## GOAL OF THE EXERCISE
Print, exactly as they stand, the lines from the start of the listing to the line containing "async fn main()", inclusive.

───

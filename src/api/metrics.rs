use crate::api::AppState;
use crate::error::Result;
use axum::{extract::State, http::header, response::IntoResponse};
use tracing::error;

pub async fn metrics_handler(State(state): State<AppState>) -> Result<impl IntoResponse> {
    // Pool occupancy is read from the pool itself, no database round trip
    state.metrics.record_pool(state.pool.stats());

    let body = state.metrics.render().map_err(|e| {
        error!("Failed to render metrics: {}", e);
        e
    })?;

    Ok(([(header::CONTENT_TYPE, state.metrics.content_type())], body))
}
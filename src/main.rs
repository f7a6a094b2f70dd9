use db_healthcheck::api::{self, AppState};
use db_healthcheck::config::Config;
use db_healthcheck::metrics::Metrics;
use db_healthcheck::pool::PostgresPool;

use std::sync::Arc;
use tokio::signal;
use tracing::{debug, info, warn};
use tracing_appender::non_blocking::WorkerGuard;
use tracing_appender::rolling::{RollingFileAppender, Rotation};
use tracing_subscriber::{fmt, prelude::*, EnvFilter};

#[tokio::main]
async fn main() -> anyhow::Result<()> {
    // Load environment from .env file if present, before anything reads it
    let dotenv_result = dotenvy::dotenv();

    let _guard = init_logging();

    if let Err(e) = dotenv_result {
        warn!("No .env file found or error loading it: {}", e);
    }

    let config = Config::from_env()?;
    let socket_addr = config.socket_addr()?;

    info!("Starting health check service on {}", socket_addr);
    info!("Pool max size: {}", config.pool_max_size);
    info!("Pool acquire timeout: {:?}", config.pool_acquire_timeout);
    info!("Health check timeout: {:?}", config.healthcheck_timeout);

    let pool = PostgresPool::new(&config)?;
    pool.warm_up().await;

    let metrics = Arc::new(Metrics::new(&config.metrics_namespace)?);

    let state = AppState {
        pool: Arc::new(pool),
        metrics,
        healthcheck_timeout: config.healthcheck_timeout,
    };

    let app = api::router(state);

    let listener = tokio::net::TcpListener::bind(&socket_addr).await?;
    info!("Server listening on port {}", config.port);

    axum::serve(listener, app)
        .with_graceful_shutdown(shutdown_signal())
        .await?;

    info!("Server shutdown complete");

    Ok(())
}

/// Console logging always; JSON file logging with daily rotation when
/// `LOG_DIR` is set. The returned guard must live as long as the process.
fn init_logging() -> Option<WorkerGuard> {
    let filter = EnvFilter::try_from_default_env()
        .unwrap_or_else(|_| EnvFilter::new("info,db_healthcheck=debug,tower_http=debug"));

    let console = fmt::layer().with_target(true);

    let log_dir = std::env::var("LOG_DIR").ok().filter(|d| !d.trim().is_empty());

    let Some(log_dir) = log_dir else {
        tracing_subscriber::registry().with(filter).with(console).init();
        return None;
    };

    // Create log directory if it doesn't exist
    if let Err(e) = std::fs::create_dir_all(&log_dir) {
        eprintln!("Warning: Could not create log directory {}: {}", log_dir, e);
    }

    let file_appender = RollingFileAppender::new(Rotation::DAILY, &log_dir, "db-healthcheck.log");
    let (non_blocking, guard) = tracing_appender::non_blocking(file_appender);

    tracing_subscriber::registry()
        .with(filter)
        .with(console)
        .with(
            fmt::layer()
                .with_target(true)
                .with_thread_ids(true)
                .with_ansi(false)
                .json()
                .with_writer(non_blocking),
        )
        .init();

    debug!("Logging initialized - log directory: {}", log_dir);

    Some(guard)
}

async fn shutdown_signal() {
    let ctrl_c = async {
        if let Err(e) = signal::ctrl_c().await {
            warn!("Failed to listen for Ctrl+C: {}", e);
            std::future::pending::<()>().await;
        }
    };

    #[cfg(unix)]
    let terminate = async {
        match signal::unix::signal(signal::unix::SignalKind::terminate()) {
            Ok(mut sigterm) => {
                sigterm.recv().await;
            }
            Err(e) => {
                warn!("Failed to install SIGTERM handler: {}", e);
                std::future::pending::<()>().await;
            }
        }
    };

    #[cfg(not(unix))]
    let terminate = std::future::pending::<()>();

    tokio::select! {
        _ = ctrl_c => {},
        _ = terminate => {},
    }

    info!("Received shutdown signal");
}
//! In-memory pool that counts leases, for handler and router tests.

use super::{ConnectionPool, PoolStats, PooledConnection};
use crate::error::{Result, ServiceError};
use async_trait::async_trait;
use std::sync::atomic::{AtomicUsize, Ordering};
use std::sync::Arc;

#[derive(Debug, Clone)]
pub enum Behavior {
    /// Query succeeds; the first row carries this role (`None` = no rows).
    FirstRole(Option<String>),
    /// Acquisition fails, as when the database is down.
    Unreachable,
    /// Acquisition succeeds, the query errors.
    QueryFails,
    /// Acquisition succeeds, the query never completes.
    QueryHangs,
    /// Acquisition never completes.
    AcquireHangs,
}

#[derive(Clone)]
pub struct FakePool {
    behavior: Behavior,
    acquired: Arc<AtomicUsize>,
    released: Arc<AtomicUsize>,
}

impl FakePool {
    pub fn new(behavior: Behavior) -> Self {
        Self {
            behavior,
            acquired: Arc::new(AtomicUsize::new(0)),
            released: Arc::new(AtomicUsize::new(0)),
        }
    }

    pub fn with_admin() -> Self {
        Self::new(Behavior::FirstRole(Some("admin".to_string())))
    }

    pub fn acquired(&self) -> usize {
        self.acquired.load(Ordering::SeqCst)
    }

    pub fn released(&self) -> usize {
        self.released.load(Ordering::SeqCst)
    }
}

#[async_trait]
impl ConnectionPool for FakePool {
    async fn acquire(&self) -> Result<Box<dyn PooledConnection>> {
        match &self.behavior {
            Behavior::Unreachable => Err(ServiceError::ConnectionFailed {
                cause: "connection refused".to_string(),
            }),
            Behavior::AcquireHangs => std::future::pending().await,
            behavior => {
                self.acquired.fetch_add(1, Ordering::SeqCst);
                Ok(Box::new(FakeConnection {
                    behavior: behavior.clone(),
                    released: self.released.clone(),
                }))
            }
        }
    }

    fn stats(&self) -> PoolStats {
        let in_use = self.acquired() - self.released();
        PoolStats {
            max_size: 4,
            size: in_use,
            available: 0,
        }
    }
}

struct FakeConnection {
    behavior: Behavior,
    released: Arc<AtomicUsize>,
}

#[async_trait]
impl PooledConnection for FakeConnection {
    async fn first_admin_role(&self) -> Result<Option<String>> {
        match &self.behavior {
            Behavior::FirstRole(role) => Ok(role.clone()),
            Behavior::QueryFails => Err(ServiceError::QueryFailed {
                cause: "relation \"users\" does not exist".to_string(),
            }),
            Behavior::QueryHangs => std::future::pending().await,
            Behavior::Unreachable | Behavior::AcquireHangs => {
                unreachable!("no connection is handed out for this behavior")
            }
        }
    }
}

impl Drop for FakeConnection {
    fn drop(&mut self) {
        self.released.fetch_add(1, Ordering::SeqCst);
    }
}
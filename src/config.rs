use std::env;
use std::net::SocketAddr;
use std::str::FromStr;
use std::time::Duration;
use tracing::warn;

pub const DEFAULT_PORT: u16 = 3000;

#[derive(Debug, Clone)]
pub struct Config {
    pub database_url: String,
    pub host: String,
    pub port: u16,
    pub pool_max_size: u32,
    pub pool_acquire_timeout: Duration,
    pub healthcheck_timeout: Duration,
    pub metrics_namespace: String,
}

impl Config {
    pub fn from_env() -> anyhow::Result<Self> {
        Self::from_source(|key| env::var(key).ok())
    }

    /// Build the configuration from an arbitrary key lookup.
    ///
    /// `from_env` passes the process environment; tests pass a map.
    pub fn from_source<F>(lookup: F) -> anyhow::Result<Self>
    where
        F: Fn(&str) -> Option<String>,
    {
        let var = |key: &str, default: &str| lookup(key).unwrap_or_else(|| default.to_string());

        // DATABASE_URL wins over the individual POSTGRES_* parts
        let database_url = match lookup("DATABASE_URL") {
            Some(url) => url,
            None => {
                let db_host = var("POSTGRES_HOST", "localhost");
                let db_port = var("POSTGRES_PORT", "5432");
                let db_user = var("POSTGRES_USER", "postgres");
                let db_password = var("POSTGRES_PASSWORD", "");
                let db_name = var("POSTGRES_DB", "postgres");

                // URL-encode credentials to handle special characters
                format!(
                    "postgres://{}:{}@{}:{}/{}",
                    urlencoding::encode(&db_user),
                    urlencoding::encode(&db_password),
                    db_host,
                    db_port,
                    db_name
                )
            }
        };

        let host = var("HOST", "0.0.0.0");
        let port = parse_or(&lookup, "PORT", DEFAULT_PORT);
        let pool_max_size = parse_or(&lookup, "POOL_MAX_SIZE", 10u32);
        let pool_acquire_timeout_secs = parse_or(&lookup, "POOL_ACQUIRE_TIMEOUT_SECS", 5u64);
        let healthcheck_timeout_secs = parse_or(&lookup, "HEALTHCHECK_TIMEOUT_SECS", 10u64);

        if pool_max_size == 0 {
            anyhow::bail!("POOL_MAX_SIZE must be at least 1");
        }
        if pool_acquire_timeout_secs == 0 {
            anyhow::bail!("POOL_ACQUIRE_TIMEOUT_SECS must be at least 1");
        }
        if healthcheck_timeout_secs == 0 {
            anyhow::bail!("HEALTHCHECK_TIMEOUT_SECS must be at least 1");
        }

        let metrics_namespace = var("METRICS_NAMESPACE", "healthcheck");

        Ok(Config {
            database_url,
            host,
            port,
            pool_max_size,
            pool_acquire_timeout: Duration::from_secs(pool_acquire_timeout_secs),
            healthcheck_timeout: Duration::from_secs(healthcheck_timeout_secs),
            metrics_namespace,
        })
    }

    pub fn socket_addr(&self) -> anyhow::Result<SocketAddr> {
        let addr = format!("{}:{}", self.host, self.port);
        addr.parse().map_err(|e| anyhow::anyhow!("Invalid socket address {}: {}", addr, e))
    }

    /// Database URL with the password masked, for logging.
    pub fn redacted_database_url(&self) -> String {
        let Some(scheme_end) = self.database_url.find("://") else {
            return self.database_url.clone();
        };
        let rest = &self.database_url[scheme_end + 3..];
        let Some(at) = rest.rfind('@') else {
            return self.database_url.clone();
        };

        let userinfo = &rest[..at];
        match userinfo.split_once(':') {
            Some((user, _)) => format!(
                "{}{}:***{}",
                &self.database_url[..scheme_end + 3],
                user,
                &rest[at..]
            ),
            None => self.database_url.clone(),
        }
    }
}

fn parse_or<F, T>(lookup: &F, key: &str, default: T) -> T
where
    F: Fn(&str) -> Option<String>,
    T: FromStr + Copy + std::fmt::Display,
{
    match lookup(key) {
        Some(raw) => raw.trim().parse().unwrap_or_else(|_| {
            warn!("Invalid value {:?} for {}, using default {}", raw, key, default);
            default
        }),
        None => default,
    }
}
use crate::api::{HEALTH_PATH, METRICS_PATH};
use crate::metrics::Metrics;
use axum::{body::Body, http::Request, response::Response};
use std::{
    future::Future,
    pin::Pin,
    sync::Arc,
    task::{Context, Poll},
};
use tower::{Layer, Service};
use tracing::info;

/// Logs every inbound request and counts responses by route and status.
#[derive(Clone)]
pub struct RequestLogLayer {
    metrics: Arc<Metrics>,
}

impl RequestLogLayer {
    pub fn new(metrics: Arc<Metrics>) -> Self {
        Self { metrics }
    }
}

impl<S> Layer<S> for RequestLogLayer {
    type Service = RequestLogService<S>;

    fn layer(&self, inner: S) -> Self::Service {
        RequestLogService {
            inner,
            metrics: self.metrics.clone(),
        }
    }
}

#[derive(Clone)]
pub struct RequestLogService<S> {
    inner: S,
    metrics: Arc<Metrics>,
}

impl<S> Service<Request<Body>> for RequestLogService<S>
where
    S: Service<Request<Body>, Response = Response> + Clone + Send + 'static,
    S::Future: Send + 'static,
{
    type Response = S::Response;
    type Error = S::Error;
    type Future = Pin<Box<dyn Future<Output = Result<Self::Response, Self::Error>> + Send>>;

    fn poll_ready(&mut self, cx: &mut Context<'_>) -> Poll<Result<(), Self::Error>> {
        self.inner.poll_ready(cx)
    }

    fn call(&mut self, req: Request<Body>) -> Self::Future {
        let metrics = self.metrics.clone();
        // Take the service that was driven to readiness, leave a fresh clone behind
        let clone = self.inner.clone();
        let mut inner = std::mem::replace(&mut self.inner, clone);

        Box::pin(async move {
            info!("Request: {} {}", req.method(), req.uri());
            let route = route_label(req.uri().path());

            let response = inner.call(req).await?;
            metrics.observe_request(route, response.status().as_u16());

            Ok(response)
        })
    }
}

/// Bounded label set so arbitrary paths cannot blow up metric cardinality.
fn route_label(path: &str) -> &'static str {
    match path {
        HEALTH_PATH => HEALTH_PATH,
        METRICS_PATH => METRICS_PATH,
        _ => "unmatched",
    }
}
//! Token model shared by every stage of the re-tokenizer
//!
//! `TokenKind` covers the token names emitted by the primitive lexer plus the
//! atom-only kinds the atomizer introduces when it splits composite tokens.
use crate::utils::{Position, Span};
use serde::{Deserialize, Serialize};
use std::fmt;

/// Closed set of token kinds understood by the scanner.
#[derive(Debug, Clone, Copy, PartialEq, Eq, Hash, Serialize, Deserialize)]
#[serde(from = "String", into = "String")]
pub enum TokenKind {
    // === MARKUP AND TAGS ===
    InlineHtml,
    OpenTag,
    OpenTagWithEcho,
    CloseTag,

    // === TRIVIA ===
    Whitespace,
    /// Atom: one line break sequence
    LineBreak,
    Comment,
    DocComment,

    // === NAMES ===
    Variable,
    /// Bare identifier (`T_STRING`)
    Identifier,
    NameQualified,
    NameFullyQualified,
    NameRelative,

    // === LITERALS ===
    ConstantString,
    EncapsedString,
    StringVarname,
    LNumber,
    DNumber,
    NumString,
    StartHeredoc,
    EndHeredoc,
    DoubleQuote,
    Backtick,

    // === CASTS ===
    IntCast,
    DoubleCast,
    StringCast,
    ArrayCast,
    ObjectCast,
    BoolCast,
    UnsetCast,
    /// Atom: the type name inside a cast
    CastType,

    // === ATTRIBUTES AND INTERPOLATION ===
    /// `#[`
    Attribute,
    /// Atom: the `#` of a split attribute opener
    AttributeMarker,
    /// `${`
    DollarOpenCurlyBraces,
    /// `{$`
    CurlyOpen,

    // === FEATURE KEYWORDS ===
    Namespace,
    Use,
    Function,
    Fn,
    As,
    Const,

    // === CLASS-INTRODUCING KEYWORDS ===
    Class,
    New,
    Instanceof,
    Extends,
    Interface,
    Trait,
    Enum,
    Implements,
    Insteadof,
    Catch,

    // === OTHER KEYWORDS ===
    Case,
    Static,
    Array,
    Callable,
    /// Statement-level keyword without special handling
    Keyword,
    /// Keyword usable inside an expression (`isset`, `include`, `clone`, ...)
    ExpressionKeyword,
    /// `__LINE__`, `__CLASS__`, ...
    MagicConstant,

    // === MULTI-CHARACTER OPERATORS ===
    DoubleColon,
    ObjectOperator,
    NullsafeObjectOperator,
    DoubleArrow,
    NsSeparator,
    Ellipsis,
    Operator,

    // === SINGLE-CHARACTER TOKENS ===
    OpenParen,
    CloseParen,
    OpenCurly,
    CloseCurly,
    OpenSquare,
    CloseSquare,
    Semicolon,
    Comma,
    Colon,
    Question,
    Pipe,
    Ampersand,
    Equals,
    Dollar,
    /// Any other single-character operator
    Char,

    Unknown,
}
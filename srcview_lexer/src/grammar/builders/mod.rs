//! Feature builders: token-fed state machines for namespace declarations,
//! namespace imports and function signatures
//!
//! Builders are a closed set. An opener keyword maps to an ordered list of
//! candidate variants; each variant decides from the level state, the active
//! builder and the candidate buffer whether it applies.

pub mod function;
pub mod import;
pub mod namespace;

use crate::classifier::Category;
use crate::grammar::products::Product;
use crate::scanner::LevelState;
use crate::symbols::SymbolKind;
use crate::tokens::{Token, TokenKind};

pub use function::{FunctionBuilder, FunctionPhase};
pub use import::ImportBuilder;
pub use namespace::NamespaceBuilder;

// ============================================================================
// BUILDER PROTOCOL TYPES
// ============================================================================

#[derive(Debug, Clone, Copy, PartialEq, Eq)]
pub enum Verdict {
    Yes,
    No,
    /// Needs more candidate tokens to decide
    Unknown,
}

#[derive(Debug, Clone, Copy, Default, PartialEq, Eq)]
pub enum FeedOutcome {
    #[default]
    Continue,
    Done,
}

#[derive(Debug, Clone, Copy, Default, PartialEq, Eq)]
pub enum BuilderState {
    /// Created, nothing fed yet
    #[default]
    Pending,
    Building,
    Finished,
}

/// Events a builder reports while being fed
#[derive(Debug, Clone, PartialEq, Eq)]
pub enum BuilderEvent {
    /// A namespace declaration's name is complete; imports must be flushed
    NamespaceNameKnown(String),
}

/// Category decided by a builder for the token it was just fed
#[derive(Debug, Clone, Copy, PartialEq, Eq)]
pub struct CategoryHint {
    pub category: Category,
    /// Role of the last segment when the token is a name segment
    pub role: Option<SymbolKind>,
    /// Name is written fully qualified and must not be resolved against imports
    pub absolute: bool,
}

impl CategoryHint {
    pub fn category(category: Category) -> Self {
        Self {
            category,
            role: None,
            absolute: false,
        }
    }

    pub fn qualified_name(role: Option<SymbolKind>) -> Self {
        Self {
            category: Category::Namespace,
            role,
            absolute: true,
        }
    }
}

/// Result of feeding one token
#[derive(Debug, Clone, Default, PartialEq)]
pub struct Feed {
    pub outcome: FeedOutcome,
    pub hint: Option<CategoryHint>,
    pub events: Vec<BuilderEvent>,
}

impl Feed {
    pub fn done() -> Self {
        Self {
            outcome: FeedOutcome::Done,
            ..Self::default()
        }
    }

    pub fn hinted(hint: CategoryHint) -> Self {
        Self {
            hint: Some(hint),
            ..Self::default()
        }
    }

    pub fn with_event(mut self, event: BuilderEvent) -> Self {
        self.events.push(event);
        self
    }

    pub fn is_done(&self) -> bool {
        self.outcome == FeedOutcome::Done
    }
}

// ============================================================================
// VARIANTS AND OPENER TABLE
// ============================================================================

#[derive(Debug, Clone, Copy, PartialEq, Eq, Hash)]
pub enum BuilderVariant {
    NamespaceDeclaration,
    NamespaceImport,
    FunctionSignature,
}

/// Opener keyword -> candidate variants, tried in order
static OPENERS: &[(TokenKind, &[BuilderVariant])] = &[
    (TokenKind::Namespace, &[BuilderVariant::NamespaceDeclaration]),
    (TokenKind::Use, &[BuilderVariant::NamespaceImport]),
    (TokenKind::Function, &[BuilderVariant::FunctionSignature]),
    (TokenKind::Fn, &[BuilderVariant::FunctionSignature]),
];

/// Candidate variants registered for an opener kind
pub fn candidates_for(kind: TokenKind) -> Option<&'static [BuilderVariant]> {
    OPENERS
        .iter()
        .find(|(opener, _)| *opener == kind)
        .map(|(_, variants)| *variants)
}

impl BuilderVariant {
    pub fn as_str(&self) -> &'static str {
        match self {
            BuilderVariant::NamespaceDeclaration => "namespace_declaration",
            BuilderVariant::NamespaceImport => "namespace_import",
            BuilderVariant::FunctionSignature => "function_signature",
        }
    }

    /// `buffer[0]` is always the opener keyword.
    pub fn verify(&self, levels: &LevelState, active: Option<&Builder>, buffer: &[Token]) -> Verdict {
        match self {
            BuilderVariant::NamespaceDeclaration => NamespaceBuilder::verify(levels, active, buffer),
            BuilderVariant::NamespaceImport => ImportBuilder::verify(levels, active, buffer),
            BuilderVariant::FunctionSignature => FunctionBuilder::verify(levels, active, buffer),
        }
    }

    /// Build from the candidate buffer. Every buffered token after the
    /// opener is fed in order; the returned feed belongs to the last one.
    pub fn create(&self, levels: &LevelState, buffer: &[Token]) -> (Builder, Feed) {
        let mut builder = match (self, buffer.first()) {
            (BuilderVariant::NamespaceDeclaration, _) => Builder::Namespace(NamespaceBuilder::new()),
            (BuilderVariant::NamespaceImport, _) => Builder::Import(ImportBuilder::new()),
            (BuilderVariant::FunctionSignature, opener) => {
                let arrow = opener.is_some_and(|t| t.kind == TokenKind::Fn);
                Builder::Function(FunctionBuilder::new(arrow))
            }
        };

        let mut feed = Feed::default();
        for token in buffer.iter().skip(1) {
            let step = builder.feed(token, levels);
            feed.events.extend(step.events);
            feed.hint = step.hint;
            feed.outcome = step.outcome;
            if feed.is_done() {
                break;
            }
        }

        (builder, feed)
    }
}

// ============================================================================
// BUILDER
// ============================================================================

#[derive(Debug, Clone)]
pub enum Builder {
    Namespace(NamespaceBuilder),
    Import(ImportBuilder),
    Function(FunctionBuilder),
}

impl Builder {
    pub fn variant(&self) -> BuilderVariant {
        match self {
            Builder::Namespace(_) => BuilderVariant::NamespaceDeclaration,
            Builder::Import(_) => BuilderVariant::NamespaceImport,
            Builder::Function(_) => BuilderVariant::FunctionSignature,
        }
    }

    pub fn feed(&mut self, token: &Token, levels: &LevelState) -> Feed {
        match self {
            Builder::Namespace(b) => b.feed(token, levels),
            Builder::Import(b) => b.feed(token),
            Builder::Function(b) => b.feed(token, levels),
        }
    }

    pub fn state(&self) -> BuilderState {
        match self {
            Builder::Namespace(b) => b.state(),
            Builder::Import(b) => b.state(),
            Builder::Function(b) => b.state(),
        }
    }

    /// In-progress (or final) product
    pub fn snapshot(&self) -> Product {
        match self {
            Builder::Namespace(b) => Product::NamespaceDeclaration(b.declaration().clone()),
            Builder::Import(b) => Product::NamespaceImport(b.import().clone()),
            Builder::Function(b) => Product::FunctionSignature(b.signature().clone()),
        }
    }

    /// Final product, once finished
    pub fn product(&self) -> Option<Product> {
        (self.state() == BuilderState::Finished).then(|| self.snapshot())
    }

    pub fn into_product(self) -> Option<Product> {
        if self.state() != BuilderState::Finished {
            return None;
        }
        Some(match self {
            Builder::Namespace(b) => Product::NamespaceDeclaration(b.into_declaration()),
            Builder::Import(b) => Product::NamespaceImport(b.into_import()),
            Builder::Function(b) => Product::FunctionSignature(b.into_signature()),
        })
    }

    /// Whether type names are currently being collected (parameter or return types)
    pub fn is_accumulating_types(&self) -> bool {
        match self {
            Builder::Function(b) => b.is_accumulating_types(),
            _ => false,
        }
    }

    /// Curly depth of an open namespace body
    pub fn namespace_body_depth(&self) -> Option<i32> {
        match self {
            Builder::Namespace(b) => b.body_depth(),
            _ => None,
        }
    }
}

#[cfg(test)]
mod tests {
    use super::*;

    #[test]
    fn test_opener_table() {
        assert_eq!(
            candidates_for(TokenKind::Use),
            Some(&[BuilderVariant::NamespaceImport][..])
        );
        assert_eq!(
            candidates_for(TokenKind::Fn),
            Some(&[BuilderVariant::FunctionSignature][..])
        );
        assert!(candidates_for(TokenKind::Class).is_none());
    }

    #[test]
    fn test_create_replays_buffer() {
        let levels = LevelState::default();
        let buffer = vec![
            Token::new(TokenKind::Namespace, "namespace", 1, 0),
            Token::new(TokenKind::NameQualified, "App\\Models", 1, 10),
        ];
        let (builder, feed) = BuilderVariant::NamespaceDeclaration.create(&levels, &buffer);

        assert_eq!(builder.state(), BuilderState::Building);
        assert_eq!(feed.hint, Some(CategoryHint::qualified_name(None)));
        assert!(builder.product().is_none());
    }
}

───

## SOLUTION
filename src/api/metrics.rs
use crate::api::AppState;
use crate::error::Result;
use axum::{extract::State, http::header, response::IntoResponse};
use tracing::error;

pub async fn metrics_handler(State(state): State<AppState>) -> Result<impl IntoResponse> {
    // Pool occupancy is read from the pool itself, no database round trip
    state.metrics.record_pool(state.pool.stats());

    let body = state.metrics.render().map_err(|e| {
        error!("Failed to render metrics: {}", e);
        e
    })?;

    Ok(([(header::CONTENT_TYPE, state.metrics.content_type())], body))
}
filename src/main.rs
repository f7a6a094b2f70dd9
use db_healthcheck::api::{self, AppState};
use db_healthcheck::config::Config;
use db_healthcheck::metrics::Metrics;
use db_healthcheck::pool::PostgresPool;

use std::sync::Arc;
use tokio::signal;
use tracing::{debug, info, warn};
use tracing_appender::non_blocking::WorkerGuard;
use tracing_appender::rolling::{RollingFileAppender, Rotation};
use tracing_subscriber::{fmt, prelude::*, EnvFilter};

#[tokio::main]
async fn main() -> anyhow::Result<()> {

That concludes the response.